La table ne supportait plus que des tâches de sang.
— Ludwig ! Le cadavre, il n’est plus là !
La même expression se dessina sur le visage de son compagnon. Sans prévenir, Séléna sortit de la chambre, nue, des habits dans les mains. Ils poussèrent un cri. Elle les ignora et traversa le séjour pour se rendre dans la salle de bain.
— Qu’avons-nous fait, s’inquiéta Hamilton ?
— C’est grandiose ! C’est incroyable ! Vite, nous devons l’étudier de plus près.
— Ludwig ! Il y a une femme morte en train de faire sa toilette dans ton appartement !
— Imagine la gloire qui nous attend.
— Tu crois que c’est parce que... c’est une femme ?
— Probable. Qui sait ce que contient son cerveau.

Séléna réapparut, vêtue d’un costume emprunté dans la penderie. Il lui allait à merveille, retombait sur ses épaules fines et découpait sa silhouette avec une précision chirurgicale. Elle s’était fait un chignon et avait tenté vainement d’effacer les cicatrices de brûlures sur son front. Elle dévisagea les deux nigauds qui lui faisaient face.
— Ne lui parle pas Ludwig ! Elle est très probablement démoniaque.
— Impossible, sinon elle ne saignerait pas. Regarde, tu as mal refermé au niveau du cœur. Vous êtes en train de salir ma chemise, mais ce n’est pas grave. Bonjour, je suis Ludwig Vanderbot. Et vous...
Elle se pencha et regarda la tâche rouge qui maculait le tissu. Elle ne sembla pas s’en soucier.
— Séléna Dewampson.
— Si vous voulez bien vous rallonger sur la table, nous avons quelques mesures à effectuer.
— Il faut renvoyer cette créature d’où elle vient, insista le vice-marquis.
— Et moi je continue de croire que nous avons nettement mieux à faire avec elle.

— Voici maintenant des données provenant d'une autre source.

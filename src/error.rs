#![forbid(unsafe_code)]

//! Error taxonomy shared by the API client and the pagination loops.
//!
//! Quota exhaustion gets its own variant because the Data API reports it with
//! a distinct status (HTTP 403) and callers want to surface it differently
//! from a flaky network. Everything filesystem-related stays on `anyhow` in
//! the exporter instead of living here.

use thiserror::Error;

#[derive(Debug, Error)]
pub enum YouTubeError {
    #[error("malformed duration string {0:?}")]
    MalformedDuration(String),

    #[error("API quota exceeded")]
    QuotaExceeded,

    #[error("YouTube API request failed: {0}")]
    RemoteCall(String),

    #[error("unexpected API response: {0}")]
    UnexpectedResponse(String),

    #[error("no channel found matching {0:?}")]
    ChannelNotFound(String),

    #[error("API_KEY is not set; export it or add it to the local .env file")]
    MissingApiKey,
}

/// How a pagination loop ended.
#[derive(Debug)]
pub enum FetchStatus {
    /// The remote side returned no further continuation token.
    Complete,
    /// A call failed mid-run; whatever was gathered before is still usable.
    Aborted(YouTubeError),
}

/// Result of paging a remote listing: the accumulated items plus a flag that
/// distinguishes natural exhaustion from an early abort. The original tooling
/// conflated the two by returning a bare list.
#[derive(Debug)]
pub struct FetchOutcome<T> {
    pub items: Vec<T>,
    pub status: FetchStatus,
}

impl<T> FetchOutcome<T> {
    pub fn complete(items: Vec<T>) -> Self {
        Self {
            items,
            status: FetchStatus::Complete,
        }
    }

    pub fn aborted(items: Vec<T>, cause: YouTubeError) -> Self {
        Self {
            items,
            status: FetchStatus::Aborted(cause),
        }
    }

    pub fn is_complete(&self) -> bool {
        matches!(self.status, FetchStatus::Complete)
    }
}

#[cfg(test)]
mod tests {
    use super::*;

    #[test]
    fn outcome_reports_completion_state() {
        let done: FetchOutcome<u32> = FetchOutcome::complete(vec![1, 2]);
        assert!(done.is_complete());

        let partial: FetchOutcome<u32> =
            FetchOutcome::aborted(vec![1], YouTubeError::QuotaExceeded);
        assert!(!partial.is_complete());
        assert_eq!(partial.items, vec![1]);
    }
}
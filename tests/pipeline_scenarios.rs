//! End-to-end estimation scenarios through the public API.
//!
//! Catalogs and model artifacts are written to a temp directory and loaded the
//! way a deployment loads them at start-up.

use std::fs;
use std::path::Path;
use std::sync::Arc;

use route_congestion::geo_utils::geodesic_distance;
use route_congestion::{
    BaselineTravelTime, CongestionError, CongestionEstimator, ContextInput, EstimatorConfig,
    GpsPoint, HistoricalLoadCatalog, ModelRegistry, RawRoute, SensorCatalog, SeverityClass,
    SeverityGroup,
};
use tempfile::TempDir;

fn init_logging() {
    let _ = env_logger::builder().is_test(true).try_init();
}

/// Write catalogs and four constant-ish models; group 0 predicts 0.15.
fn write_fixtures(dir: &Path) {
    fs::write(
        dir.join("sensors.csv"),
        "id,name,latitude,longitude\n\
         A,Sensor A,40.005,-3.0\n\
         B,Sensor B unscored,40.0075,-3.0\n\
         Z,Elsewhere,40.5,-3.5\n",
    )
    .unwrap();
    fs::write(
        dir.join("loads.csv"),
        "id,historical_mean_load\nA,0.05\nZ,0.4\n",
    )
    .unwrap();

    let models = dir.join("models");
    fs::create_dir(&models).unwrap();
    fs::write(
        models.join("model_g0.json"),
        r#"{"kind":"linear","intercept":0.15,"coefficients":{}}"#,
    )
    .unwrap();
    fs::write(
        models.join("model_g3.json"),
        r#"{"kind":"tree_ensemble","base_score":0.5,"trees":[
            {"nodes":[
                {"split":{"feature":"is_weekday","threshold":0.5,"left":1,"right":2}},
                {"leaf":{"value":-0.1}},
                {"leaf":{"value":0.2}}]}]}"#,
    )
    .unwrap();
}

fn build_estimator(dir: &Path) -> CongestionEstimator {
    CongestionEstimator::new(
        SensorCatalog::from_csv_path(dir.join("sensors.csv")).unwrap(),
        HistoricalLoadCatalog::from_csv_path(dir.join("loads.csv")).unwrap(),
        ModelRegistry::from_dir(dir.join("models")),
        EstimatorConfig::default(),
    )
    .unwrap()
}

fn straight_route() -> RawRoute {
    RawRoute::from_points(vec![GpsPoint::new(40.0, -3.0), GpsPoint::new(40.01, -3.0)])
}

#[test]
fn test_straight_route_scenario() {
    init_logging();
    let tmp = TempDir::new().unwrap();
    write_fixtures(tmp.path());
    let estimator = build_estimator(tmp.path());

    let context = ContextInput::new("09:00", true, false).normalize().unwrap();
    let estimate = estimator
        .estimate(&straight_route(), &context, BaselineTravelTime::NotRequested)
        .unwrap();

    // floor(~1110m / 8m) = 138 points after the origin, the last being the destination
    let origin = GpsPoint::new(40.0, -3.0);
    let destination = GpsPoint::new(40.01, -3.0);
    let expected = (geodesic_distance(&origin, &destination) / 8.0).floor() as usize;
    assert_eq!(expected, 138);
    assert_eq!(estimate.route.len(), expected + 1);
    assert_eq!(estimate.route[0], origin);
    assert_eq!(*estimate.route.last().unwrap(), destination);
    assert!(estimate
        .route
        .windows(2)
        .all(|w| w[1].latitude > w[0].latitude));

    // B has no historical load and is dropped; Z is off the route
    assert_eq!(estimate.predictions.len(), 1);
    let a = &estimate.predictions[0];
    assert_eq!(a.sensor.id, "A");
    assert_eq!(a.group, SeverityGroup::Group0);
    assert!((a.predicted_load - 0.15).abs() < 1e-12);

    // The segment whose midpoint is closest to A
    let near_a = estimate
        .segments
        .iter()
        .min_by(|x, y| {
            let dx = (x.start.latitude + x.end.latitude) / 2.0 - 40.005;
            let dy = (y.start.latitude + y.end.latitude) / 2.0 - 40.005;
            dx.abs().total_cmp(&dy.abs())
        })
        .unwrap();
    assert_eq!(near_a.severity_class, SeverityClass::Low);

    assert!((estimate.summary.mean_load.unwrap() - 0.15).abs() < 1e-12);
    assert_eq!(estimate.summary.severity, SeverityClass::Low);
    assert_eq!(estimate.summary.severity.label(), "low");
}

#[test]
fn test_context_defaults_scenario() {
    let mut input = ContextInput::new("13:00", true, false);
    input.temperature = Some("NA".to_string());
    input.radiation = Some("".to_string());

    let context = input.normalize().unwrap();
    assert!((context.temperature - (12.0 - 3.25) / (22.85 - 3.25)).abs() < 1e-12);
    assert!((context.temperature - 0.4464).abs() < 1e-4);
    assert!((context.radiation * 705.0 - 489.0).abs() < 1e-9);
}

#[test]
fn test_invalid_context_is_rejected_before_pipeline() {
    let mut input = ContextInput::new("13:00", true, false);
    input.humidity = Some("very humid".to_string());
    assert!(matches!(
        input.normalize(),
        Err(CongestionError::InvalidInput { .. })
    ));
}

#[test]
fn test_failed_route_has_no_partial_output() {
    let tmp = TempDir::new().unwrap();
    write_fixtures(tmp.path());
    let estimator = build_estimator(tmp.path());
    let context = ContextInput::new("09:00", true, false).normalize().unwrap();

    let err = estimator
        .estimate(
            &RawRoute::failed(Some(404), "NOT_FOUND"),
            &context,
            BaselineTravelTime::NotRequested,
        )
        .unwrap_err();
    assert!(err.to_string().contains("404"));
    assert!(!estimator.registry().is_loaded(SeverityGroup::Group0));
}

#[test]
fn test_missing_group_model_fails_request() {
    let tmp = TempDir::new().unwrap();
    write_fixtures(tmp.path());
    fs::remove_file(tmp.path().join("models").join("model_g0.json")).unwrap();
    let estimator = build_estimator(tmp.path());
    let context = ContextInput::new("09:00", true, false).normalize().unwrap();

    assert!(matches!(
        estimator.estimate(&straight_route(), &context, BaselineTravelTime::NotRequested),
        Err(CongestionError::ModelUnavailable { group: 0, .. })
    ));
}

#[test]
fn test_baseline_is_display_only() {
    let tmp = TempDir::new().unwrap();
    write_fixtures(tmp.path());
    let estimator = build_estimator(tmp.path());
    let context = ContextInput::new("09:00", true, false).normalize().unwrap();

    let with_baseline = estimator
        .estimate(
            &straight_route(),
            &context,
            BaselineTravelTime::Available { seconds: 180.0 },
        )
        .unwrap();
    let degraded = estimator
        .estimate(
            &straight_route(),
            &context,
            BaselineTravelTime::Unavailable {
                reason: "timeout".to_string(),
            },
        )
        .unwrap();

    assert_eq!(with_baseline.segments, degraded.segments);
    assert_eq!(with_baseline.predictions, degraded.predictions);
    assert_eq!(with_baseline.summary.baseline.seconds(), Some(180.0));
    assert_eq!(degraded.summary.baseline.seconds(), None);
}

#[test]
fn test_tree_model_route_through_busy_sensor() {
    let tmp = TempDir::new().unwrap();
    write_fixtures(tmp.path());
    let estimator = build_estimator(tmp.path());

    let route = RawRoute::from_points(vec![GpsPoint::new(40.4995, -3.5), GpsPoint::new(40.5005, -3.5)]);
    let weekday = ContextInput::new("08:00", true, false).normalize().unwrap();
    let weekend = ContextInput::new("08:00", false, false).normalize().unwrap();

    let busy = estimator
        .estimate(&route, &weekday, BaselineTravelTime::NotRequested)
        .unwrap();
    assert_eq!(busy.predictions.len(), 1);
    assert_eq!(busy.predictions[0].group, SeverityGroup::Group3);
    assert!((busy.predictions[0].predicted_load - 0.7).abs() < 1e-12);
    assert_eq!(busy.summary.severity, SeverityClass::VeryHigh);

    let quiet = estimator
        .estimate(&route, &weekend, BaselineTravelTime::NotRequested)
        .unwrap();
    assert!((quiet.predictions[0].predicted_load - 0.4).abs() < 1e-12);
    assert_eq!(quiet.summary.severity, SeverityClass::High);

    let geojson = busy.to_geojson();
    assert_eq!(geojson["properties"]["severity"], "very-high");
}

#[test]
fn test_zero_spacing_config_is_rejected_at_construction() {
    let tmp = TempDir::new().unwrap();
    write_fixtures(tmp.path());
    let config = EstimatorConfig {
        min_spacing_meters: 0.0,
        ..Default::default()
    };

    let result = CongestionEstimator::new(
        SensorCatalog::from_csv_path(tmp.path().join("sensors.csv")).unwrap(),
        HistoricalLoadCatalog::from_csv_path(tmp.path().join("loads.csv")).unwrap(),
        ModelRegistry::from_dir(tmp.path().join("models")),
        config,
    );
    assert!(matches!(
        result,
        Err(CongestionError::InvalidInput { ref field, .. }) if field == "min_spacing_meters"
    ));

    // The lower-level densifier refuses the same spacing instead of panicking
    assert!(route_congestion::densify_route(&straight_route(), 0.0).is_err());
}

#[test]
fn test_estimator_is_shared_across_threads() {
    let tmp = TempDir::new().unwrap();
    write_fixtures(tmp.path());
    let estimator = Arc::new(build_estimator(tmp.path()));

    let handles: Vec<_> = (0..4)
        .map(|_| {
            let estimator = Arc::clone(&estimator);
            std::thread::spawn(move || {
                let context = ContextInput::new("09:00", true, false).normalize().unwrap();
                estimator
                    .estimate(&straight_route(), &context, BaselineTravelTime::NotRequested)
                    .unwrap()
                    .summary
                    .mean_load
            })
        })
        .collect();

    for handle in handles {
        let mean = handle.join().unwrap().unwrap();
        assert!((mean - 0.15).abs() < 1e-12);
    }
}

Les étudiants se querellèrent encore plusieurs minutes. De son côté la jeune femme les observa, amusée, puis se dirigea vers la porte. Aussitôt Ludwig la rattrapa par le bras.
— Vous ne pouvez pas partir.
— Si je le peux.
— Non, vous êtes en vie grâce à nous.
— Et c’était très aimable de votre part. Maintenant si vous voulez bien me lâcher, j’ai d’autres chats à fouetter.
— Ecoutez...
— Je me méfierais à votre place. Il y a tellement de raisons d’enfermer une femme dans un asile. A votre avis, pour moi, c’était quoi ? Hystérie ? Tuer son mari neuf fois ? Empoisonner le boulanger ? Sorcellerie ?
Ludwig recula d’un pas. La jeune femme parcourut la pièce, s’approcha du secrétaire et s’empara du livre encore ouvert.
— J’allais oublier, je récupère mon manuel. Parfois j’ai vraiment la tête ailleurs.
Elle laissa échapper un rire glaçant avant de presser la poignée et de descendre dans la rue, laissant les deux apprentis savants figés d’effroi sur le pas de la porte.

Séléna Dewampson, morte aux yeux ouverts, traversa Londres pour regagner sa boutique. Elle comptait bien reprendre ses macabres affaires, et force est d’admettre qu’aucune assemblée d’hommes autoritaires n’avait jamais été en mesure de s’y opposer.